But with social distancing and shelter-in-place orders, those makeshift corrections don’t work. If women can’t use their priesthood to bless the sacrament, and priesthood holders can’t bring blessed priesthood to their homes,[fn2] the priesthood that we claim women have, which we claim obviates the need for women to be ordained, is functionally useless. In a time when we need to stay away from other people, women don’t have access to the tangible benefits of priesthood unless they have male priesthood holders in their household.

For now, we really need to deemphasize the need for regularly taking the sacrament. After this pandemic has passed, though, we need to think seriously about the role that priesthood plays in our church, and how women and girls fit into that paradigm.


[fn1] Yes, I know New York Gov. Cuomo objects to using “shelter-in-place.” I also don’t particularly care.

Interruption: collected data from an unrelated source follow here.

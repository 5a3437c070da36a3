//! Domain model of a decoded blob.
//!
//! These types are what the rest of the workspace sees. They are built from the positional
//! wire schema in one pass and are read-only afterwards; nothing here mutates a tree once it
//! has been decoded.
//!
//! The serde derives on these types describe a *named* JSON form used for inspection and
//! fixtures. They are never used on the msgpack wire.

use serde::{Deserialize, Serialize};

use crate::transport::{decode_transport, encode_transport};
use crate::wire::{domain_to_wire, wire_to_domain, BlobWire};
use crate::BlobResult;

/// A plain-text / LaTeX pair.
///
/// `raw_text` is the plain fallback and `latex_text` is what is actually typeset. A pair is
/// only shown when both halves are non-empty; a half-populated pair counts as absent.
#[derive(Clone, Debug, Default, PartialEq, Eq, Serialize, Deserialize)]
pub struct MathText {
    pub raw_text: String,
    pub latex_text: String,
}

/// Header shown above a question or group.
pub type Header = MathText;

/// Mark scheme attached to a single question.
pub type MarkScheme = MathText;

impl MathText {
    pub fn new(raw_text: impl Into<String>, latex_text: impl Into<String>) -> Self {
        Self {
            raw_text: raw_text.into(),
            latex_text: latex_text.into(),
        }
    }

    /// True when both the plain and LaTeX text are non-empty.
    pub fn is_displayable(&self) -> bool {
        !self.raw_text.is_empty() && !self.latex_text.is_empty()
    }

    /// The LaTeX text to typeset, if this pair is displayable.
    pub fn displayed(&self) -> Option<&str> {
        self.is_displayable().then_some(self.latex_text.as_str())
    }
}

/// A leaf question.
#[derive(Clone, Debug, PartialEq, Eq, Serialize, Deserialize)]
pub struct SingleQuestion {
    pub header: Header,
    pub raw_text: String,
    pub latex_text: String,
    pub mark_scheme: MarkScheme,
}

impl SingleQuestion {
    /// The question body as LaTeX, present only when both `raw_text` and `latex_text` are
    /// non-empty.
    pub fn body(&self) -> Option<&str> {
        (!self.raw_text.is_empty() && !self.latex_text.is_empty())
            .then_some(self.latex_text.as_str())
    }
}

/// A header followed by an ordered, non-empty list of sub-questions.
#[derive(Clone, Debug, PartialEq, Eq, Serialize, Deserialize)]
pub struct GroupedQuestion {
    pub header: Header,
    pub questions: Vec<Question>,
}

/// A question node: exactly one of a leaf or a group.
#[derive(Clone, Debug, PartialEq, Eq, Serialize, Deserialize)]
pub enum Question {
    Single(SingleQuestion),
    Grouped(GroupedQuestion),
}

impl Question {
    /// Number of nodes in this subtree, including itself.
    pub fn node_count(&self) -> usize {
        match self {
            Question::Single(_) => 1,
            Question::Grouped(group) => {
                1 + group.questions.iter().map(Question::node_count).sum::<usize>()
            }
        }
    }
}

/// A decoded generated-content blob.
#[derive(Clone, Debug, PartialEq, Eq, Serialize, Deserialize)]
pub struct Blob {
    /// Top-level questions in display order.
    pub questions: Vec<Question>,
    /// Numeric id of the user who requested generation.
    pub created_by: i64,
    pub created_on: String,
    pub generated_category: String,
    pub generated_options: Vec<String>,
}

impl Blob {
    /// Decode a blob from its base64 transport text.
    ///
    /// Runs the full chain: base64, gzip, msgpack, then translation into the typed model.
    ///
    /// # Errors
    ///
    /// Returns a [`BlobError`](crate::BlobError) from whichever stage fails first. A node that
    /// populates both or neither of `Single`/`Grouped`, or a group without children, is
    /// reported as `MalformedDocument` with the path to the offending node.
    pub fn decode(text: &str) -> BlobResult<Self> {
        let bytes = decode_transport(text)?;
        Self::from_msgpack(&bytes)
    }

    /// Encode this blob as base64 transport text using the positional wire layout.
    ///
    /// # Errors
    ///
    /// Returns a [`BlobError`](crate::BlobError) if serialisation or compression fails.
    pub fn encode(&self) -> BlobResult<String> {
        let bytes = self.to_msgpack()?;
        encode_transport(&bytes)
    }

    /// Deserialise already-decompressed msgpack bytes.
    pub fn from_msgpack(bytes: &[u8]) -> BlobResult<Self> {
        let wire: BlobWire = rmp_serde::from_slice(bytes)?;
        let blob = wire_to_domain(wire)?;
        tracing::debug!(
            questions = blob.questions.len(),
            nodes = blob.node_count(),
            "deserialised blob"
        );
        Ok(blob)
    }

    /// Serialise to msgpack bytes without compression.
    pub fn to_msgpack(&self) -> BlobResult<Vec<u8>> {
        // Named so the question-type map keeps its "Grouped"/"Single" keys; tuple structs
        // still serialise as arrays.
        Ok(rmp_serde::to_vec_named(&domain_to_wire(self))?)
    }

    /// Total number of question nodes in the tree.
    pub fn node_count(&self) -> usize {
        self.questions.iter().map(Question::node_count).sum()
    }
}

[fn2] And I can’t emphasize enough: DON’T BRING THE SACRAMENT TO WOMEN WHO ARE IN HIGH-RISK DEMOGRAPHICS!!!!!1!

Comments

  1. I would promote FN2 to the headline!

    Within current Church practice I don’t see any reason not to follow Jared Cook’s suggestion. I am aware of more creative or out-of-the-box approaches being taken, but in those cases I doubt authorization has been asked or given.

    I agree that this experience should and likely will cause a re-evaluation of practices. (Probably repeating myself) I’m guessing there will be a small backlash against the idea of once a month, and the culture will instead move in the direction of finding ways for everybody who desires to participate.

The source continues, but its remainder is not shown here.